• PROBLEM
Locate each line in the records containing "this". Copy it.

━━━━━ DATASET ━━━━━

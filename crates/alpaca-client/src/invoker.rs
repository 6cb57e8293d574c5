/*
 *
 *
 *
 *
 * MIT License
 * Copyright (c) 2025. Dwight J. Browne
 * dwight[-at-]dwightjbrowne[-dot-]com
 *
 *
 * Permission is hereby granted, free of charge, to any person obtaining a copy
 * of this software and associated documentation files (the "Software"), to deal
 * in the Software without restriction, including without limitation the rights
 * to use, copy, modify, merge, publish, distribute, sublicense, and/or sell
 * copies of the Software, and to permit persons to whom the Software is
 * furnished to do so, subject to the following conditions:
 *
 * The above copyright notice and this permission notice shall be included in all
 * copies or substantial portions of the Software.
 *
 * THE SOFTWARE IS PROVIDED "AS IS", WITHOUT WARRANTY OF ANY KIND, EXPRESS OR
 * IMPLIED, INCLUDING BUT NOT LIMITED TO THE WARRANTIES OF MERCHANTABILITY,
 * FITNESS FOR A PARTICULAR PURPOSE AND NONINFRINGEMENT. IN NO EVENT SHALL THE
 * AUTHORS OR COPYRIGHT HOLDERS BE LIABLE FOR ANY CLAIM, DAMAGES OR OTHER
 * LIABILITY, WHETHER IN AN ACTION OF CONTRACT, TORT OR OTHERWISE, ARISING FROM,
 * OUT OF OR IN CONNECTION WITH THE SOFTWARE OR THE USE OR OTHER DEALINGS IN THE
 * SOFTWARE.
 */

//! Endpoint invoker: validate input, send, check status, validate output

use crate::endpoint::{Declaration, Endpoint};
use crate::request::build_request;
use crate::transport::Transport;
use alpaca_core::{ApiBase, Config, Error, Result, Stage, ValidationErrors};
use alpaca_models::schema::{BodySchema, QuerySchema, ResponseSchema};
use serde_json::Value;
use std::sync::Arc;
use tracing::{debug, error, instrument, warn};
use url::Url;

/// Per-call payload: path parameters, query and body.
///
/// `Q` and `B` are the endpoint's input schemas; endpoints that take no query
/// or body use [`Never`](alpaca_models::schema::Never), so a value cannot be
/// passed for them.
pub struct Call<'a, Q, B> {
  pub path_params: &'a [(&'a str, &'a str)],
  pub query: Option<&'a Q>,
  pub body: Option<&'a B>,
}

impl<'a, Q, B> Call<'a, Q, B> {
  pub fn new() -> Self {
    Call { path_params: &[], query: None, body: None }
  }

  pub fn path(mut self, path_params: &'a [(&'a str, &'a str)]) -> Self {
    self.path_params = path_params;
    self
  }

  pub fn query(mut self, query: &'a Q) -> Self {
    self.query = Some(query);
    self
  }

  pub fn body(mut self, body: &'a B) -> Self {
    self.body = Some(body);
    self
  }
}

impl<Q, B> Default for Call<'_, Q, B> {
  fn default() -> Self {
    Self::new()
  }
}

/// Runs endpoint declarations against one API base.
#[derive(Debug, Clone)]
pub struct Invoker {
  base: ApiBase,
  base_url: Url,
  config: Arc<Config>,
  transport: Arc<Transport>,
}

impl Invoker {
  pub fn new(base: ApiBase, config: Arc<Config>, transport: Arc<Transport>) -> Result<Self> {
    let base_url = config.base_url(base)?;
    Ok(Self { base, base_url, config, transport })
  }

  pub fn base(&self) -> ApiBase {
    self.base
  }

  pub fn base_url(&self) -> &Url {
    &self.base_url
  }

  /// Run one logical operation.
  ///
  /// Fails with [`Error::Validation`] before anything is sent when the query
  /// or body is rejected, with [`Error::Api`] when the status is not the
  /// endpoint's ok status, and with [`Error::Decode`] or
  /// [`Error::Validation`] when an ok response does not match the response
  /// schema.
  #[instrument(
    name = "invoke",
    skip(self, endpoint, call),
    fields(endpoint = endpoint.decl.name, method = %endpoint.decl.method, path = endpoint.decl.path)
  )]
  pub async fn invoke<Q, B, R>(
    &self,
    endpoint: &Endpoint<Q, B, R>,
    call: Call<'_, Q, B>,
  ) -> Result<R::Output>
  where
    Q: QuerySchema,
    B: BodySchema,
    R: ResponseSchema,
  {
    let decl = &endpoint.decl;

    let query = match call.query {
      Some(query) => {
        Some(query.parse_input().map_err(|issues| rejected(decl, Stage::Input, issues))?)
      }
      None => None,
    };
    let body = match call.body {
      Some(body) => {
        Some(body.parse_input().map_err(|issues| rejected(decl, Stage::Input, issues))?)
      }
      None => None,
    };

    let path = decl.resolve_path(call.path_params)?;
    let request = build_request(
      &self.base_url,
      &path,
      decl.method,
      query.as_ref(),
      body.as_ref(),
      &self.config.credentials,
    )?;
    debug!(url = %request.url, "sending request");

    let response = self.transport.execute(&request).await?;

    if response.status != decl.ok_status {
      let message = decl.failure_message(response.status, &response.status_text, call.path_params);
      warn!(status = response.status, %message, "unexpected status");
      return Err(Error::Api { endpoint: decl.name.to_string(), status: response.status, message });
    }

    if !R::EXPECTS_CONTENT {
      return R::parse_output(&Value::Null).map_err(|issues| rejected(decl, Stage::Output, issues));
    }

    let value: Value = serde_json::from_slice(&response.body).map_err(|source| {
      error!(error = %source, "response body is not JSON");
      Error::Decode { endpoint: decl.name.to_string(), source }
    })?;

    R::parse_output(&value).map_err(|issues| {
      error!(%issues, "response failed validation");
      rejected(decl, Stage::Output, issues)
    })
  }
}

fn rejected(decl: &Declaration, stage: Stage, issues: ValidationErrors) -> Error {
  Error::Validation { endpoint: decl.name.to_string(), stage, issues }
}

#[cfg(test)]
mod tests {
  use super::*;
  use crate::endpoints::orders::CREATE_ORDER;
  use alpaca_core::test_utils::test_config;
  use alpaca_models::CreateOrderBody;

  #[test]
  fn test_invoker_resolves_base_url() {
    let config = Arc::new(test_config("http://127.0.0.1:1"));
    let invoker = Invoker::new(ApiBase::Data, config, Arc::new(Transport::new())).unwrap();
    assert_eq!(invoker.base(), ApiBase::Data);
    assert_eq!(invoker.base_url().as_str(), "http://127.0.0.1:1/data/");
  }

  #[test]
  fn test_input_rejected_without_network() {
    let config = Arc::new(test_config("http://127.0.0.1:1"));
    let invoker = Invoker::new(ApiBase::Paper, config, Arc::new(Transport::new())).unwrap();
    let body = CreateOrderBody::default();

    let err = tokio_test::block_on(invoker.invoke(&CREATE_ORDER, Call::new().body(&body)));
    match err.unwrap_err() {
      Error::Validation { stage, issues, .. } => {
        assert_eq!(stage, Stage::Input);
        assert!(issues.at("$.type").is_some());
        assert!(issues.at("$.time_in_force").is_some());
      }
      other => panic!("unexpected error: {:?}", other),
    }
  }
}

━━━━━

• SOLUTION TO THE PROBLEM
 * of this software and associated documentation files (the "Software"), to deal
 * The above copyright notice and this permission notice shall be included in all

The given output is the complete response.